Try it:
Going line by line through the entries below, note each one with "impl", then report how many there are and nothing else.

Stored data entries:
__________________________________________________
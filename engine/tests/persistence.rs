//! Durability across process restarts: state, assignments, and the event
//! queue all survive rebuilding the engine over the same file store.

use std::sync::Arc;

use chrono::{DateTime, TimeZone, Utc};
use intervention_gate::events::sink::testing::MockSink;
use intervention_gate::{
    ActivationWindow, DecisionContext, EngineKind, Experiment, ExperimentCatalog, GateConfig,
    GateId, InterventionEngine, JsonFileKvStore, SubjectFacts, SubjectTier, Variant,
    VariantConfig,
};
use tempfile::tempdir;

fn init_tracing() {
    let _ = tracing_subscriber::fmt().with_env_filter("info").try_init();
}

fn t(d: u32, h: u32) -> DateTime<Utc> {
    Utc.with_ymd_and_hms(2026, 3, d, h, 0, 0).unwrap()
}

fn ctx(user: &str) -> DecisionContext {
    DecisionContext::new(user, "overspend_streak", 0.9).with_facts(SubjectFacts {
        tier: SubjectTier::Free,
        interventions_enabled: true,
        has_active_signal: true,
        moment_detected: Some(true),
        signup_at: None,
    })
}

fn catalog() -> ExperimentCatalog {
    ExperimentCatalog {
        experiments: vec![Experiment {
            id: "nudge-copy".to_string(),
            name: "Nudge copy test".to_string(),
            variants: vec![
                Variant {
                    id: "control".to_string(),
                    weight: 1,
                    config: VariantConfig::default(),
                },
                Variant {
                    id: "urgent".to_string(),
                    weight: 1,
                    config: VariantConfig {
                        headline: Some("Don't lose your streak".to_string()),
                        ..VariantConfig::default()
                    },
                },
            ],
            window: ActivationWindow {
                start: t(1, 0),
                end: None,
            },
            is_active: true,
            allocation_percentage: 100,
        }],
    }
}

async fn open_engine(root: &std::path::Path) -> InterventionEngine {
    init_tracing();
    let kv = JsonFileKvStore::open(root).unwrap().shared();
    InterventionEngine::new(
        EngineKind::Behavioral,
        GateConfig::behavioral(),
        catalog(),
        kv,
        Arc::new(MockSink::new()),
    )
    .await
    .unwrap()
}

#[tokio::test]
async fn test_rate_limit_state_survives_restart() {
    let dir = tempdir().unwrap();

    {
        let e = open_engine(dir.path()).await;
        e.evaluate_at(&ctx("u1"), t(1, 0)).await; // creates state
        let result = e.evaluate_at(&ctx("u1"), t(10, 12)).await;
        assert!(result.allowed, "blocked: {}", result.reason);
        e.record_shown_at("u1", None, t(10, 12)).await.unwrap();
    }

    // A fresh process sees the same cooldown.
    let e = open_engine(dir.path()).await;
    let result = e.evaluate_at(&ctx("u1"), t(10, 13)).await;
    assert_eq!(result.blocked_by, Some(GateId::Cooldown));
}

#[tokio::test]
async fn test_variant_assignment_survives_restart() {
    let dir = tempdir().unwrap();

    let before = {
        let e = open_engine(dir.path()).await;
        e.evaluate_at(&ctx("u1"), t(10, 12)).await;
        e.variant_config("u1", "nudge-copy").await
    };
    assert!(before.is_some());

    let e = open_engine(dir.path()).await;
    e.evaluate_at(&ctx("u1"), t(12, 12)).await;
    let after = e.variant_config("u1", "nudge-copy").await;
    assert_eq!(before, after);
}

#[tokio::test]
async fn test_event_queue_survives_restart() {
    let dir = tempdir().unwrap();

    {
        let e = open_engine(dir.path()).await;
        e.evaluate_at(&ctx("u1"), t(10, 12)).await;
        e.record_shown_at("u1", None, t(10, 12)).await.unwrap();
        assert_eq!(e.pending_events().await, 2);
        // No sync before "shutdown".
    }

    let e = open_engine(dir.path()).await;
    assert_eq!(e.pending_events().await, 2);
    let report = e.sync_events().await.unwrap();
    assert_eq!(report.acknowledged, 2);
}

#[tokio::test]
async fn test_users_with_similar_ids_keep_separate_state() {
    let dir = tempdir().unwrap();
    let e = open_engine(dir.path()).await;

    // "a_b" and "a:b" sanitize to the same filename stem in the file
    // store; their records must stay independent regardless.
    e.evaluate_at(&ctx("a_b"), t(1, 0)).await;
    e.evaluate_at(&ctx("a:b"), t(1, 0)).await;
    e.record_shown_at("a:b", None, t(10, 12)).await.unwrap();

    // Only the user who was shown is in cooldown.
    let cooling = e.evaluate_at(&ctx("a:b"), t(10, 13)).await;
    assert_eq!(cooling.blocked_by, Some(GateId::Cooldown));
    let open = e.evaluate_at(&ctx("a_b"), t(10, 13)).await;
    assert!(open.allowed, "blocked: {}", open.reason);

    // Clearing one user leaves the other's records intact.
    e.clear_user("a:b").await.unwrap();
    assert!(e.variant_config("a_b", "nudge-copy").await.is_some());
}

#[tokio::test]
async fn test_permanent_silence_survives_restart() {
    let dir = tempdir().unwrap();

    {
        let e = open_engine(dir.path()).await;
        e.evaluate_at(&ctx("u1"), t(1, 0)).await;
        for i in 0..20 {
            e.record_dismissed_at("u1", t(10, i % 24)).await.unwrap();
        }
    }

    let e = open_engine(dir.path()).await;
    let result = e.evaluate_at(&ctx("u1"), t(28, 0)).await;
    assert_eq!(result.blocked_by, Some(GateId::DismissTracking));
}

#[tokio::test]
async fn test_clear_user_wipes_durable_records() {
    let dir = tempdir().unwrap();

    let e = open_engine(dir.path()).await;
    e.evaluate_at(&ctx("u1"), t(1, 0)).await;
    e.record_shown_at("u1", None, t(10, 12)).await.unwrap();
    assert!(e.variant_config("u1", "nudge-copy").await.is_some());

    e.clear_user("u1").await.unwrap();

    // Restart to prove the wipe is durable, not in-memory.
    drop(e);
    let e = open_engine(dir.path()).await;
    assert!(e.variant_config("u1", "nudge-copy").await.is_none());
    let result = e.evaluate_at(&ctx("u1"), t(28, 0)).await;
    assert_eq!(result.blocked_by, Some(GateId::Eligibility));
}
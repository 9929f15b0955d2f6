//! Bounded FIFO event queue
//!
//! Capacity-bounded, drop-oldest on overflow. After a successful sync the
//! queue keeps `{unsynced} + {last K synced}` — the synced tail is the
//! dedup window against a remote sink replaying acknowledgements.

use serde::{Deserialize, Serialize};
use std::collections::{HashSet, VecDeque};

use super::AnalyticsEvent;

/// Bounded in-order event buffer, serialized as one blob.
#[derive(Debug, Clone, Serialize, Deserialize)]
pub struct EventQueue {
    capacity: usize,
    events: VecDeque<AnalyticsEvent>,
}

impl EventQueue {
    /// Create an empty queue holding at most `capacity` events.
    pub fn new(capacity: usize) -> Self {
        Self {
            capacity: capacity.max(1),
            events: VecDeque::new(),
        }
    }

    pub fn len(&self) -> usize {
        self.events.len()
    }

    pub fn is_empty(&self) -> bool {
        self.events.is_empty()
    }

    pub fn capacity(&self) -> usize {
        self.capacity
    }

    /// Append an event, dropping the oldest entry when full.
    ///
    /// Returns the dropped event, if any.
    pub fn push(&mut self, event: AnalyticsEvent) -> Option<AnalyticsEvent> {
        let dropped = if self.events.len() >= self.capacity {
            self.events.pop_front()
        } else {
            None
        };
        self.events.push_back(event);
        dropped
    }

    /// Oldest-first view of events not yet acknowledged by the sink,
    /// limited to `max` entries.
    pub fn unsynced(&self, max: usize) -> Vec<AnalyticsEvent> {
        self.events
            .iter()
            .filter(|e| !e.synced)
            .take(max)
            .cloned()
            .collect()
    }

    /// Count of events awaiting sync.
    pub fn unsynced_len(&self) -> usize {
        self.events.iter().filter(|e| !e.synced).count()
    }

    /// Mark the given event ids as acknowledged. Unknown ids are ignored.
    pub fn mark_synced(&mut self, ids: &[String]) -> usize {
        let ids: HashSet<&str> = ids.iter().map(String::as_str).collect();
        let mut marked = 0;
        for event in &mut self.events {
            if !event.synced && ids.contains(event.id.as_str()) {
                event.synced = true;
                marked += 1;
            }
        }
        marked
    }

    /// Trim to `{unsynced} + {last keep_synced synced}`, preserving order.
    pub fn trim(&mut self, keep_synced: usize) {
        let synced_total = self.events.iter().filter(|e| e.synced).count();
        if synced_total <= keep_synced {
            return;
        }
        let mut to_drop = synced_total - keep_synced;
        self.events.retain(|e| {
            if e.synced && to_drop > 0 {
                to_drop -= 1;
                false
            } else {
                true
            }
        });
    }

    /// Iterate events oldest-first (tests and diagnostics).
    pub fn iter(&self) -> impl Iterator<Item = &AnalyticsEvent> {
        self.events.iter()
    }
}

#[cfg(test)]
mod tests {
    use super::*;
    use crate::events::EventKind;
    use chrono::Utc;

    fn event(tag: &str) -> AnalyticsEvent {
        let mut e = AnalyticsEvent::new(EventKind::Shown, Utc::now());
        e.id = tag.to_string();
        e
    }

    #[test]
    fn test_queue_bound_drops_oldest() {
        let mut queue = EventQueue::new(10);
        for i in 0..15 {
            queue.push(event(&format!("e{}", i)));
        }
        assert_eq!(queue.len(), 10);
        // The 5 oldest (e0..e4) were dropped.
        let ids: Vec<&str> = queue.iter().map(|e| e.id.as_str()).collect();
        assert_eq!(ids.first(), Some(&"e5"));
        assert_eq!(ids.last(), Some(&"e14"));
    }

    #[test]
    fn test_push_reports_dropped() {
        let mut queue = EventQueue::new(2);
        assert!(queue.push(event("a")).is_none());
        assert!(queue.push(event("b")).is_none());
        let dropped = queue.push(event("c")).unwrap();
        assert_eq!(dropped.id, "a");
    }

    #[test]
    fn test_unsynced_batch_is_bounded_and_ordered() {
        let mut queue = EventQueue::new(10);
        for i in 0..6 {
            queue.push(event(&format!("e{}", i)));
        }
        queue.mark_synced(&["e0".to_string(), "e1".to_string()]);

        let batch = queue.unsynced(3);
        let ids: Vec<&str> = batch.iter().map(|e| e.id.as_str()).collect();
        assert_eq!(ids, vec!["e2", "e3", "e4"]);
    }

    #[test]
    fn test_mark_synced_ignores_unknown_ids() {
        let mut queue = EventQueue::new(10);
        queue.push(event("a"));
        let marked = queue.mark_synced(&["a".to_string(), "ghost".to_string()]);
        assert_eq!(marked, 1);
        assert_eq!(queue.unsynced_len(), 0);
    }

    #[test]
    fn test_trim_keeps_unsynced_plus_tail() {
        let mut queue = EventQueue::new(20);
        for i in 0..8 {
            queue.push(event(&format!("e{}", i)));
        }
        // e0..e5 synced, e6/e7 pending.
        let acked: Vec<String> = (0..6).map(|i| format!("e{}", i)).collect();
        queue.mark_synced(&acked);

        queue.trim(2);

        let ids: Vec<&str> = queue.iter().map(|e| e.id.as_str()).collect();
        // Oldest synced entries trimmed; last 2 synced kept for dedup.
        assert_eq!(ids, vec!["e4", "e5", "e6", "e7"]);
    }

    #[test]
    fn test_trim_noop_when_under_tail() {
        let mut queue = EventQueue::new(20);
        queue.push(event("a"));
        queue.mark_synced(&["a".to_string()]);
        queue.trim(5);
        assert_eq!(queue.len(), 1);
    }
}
__________________________________________________
Result:
2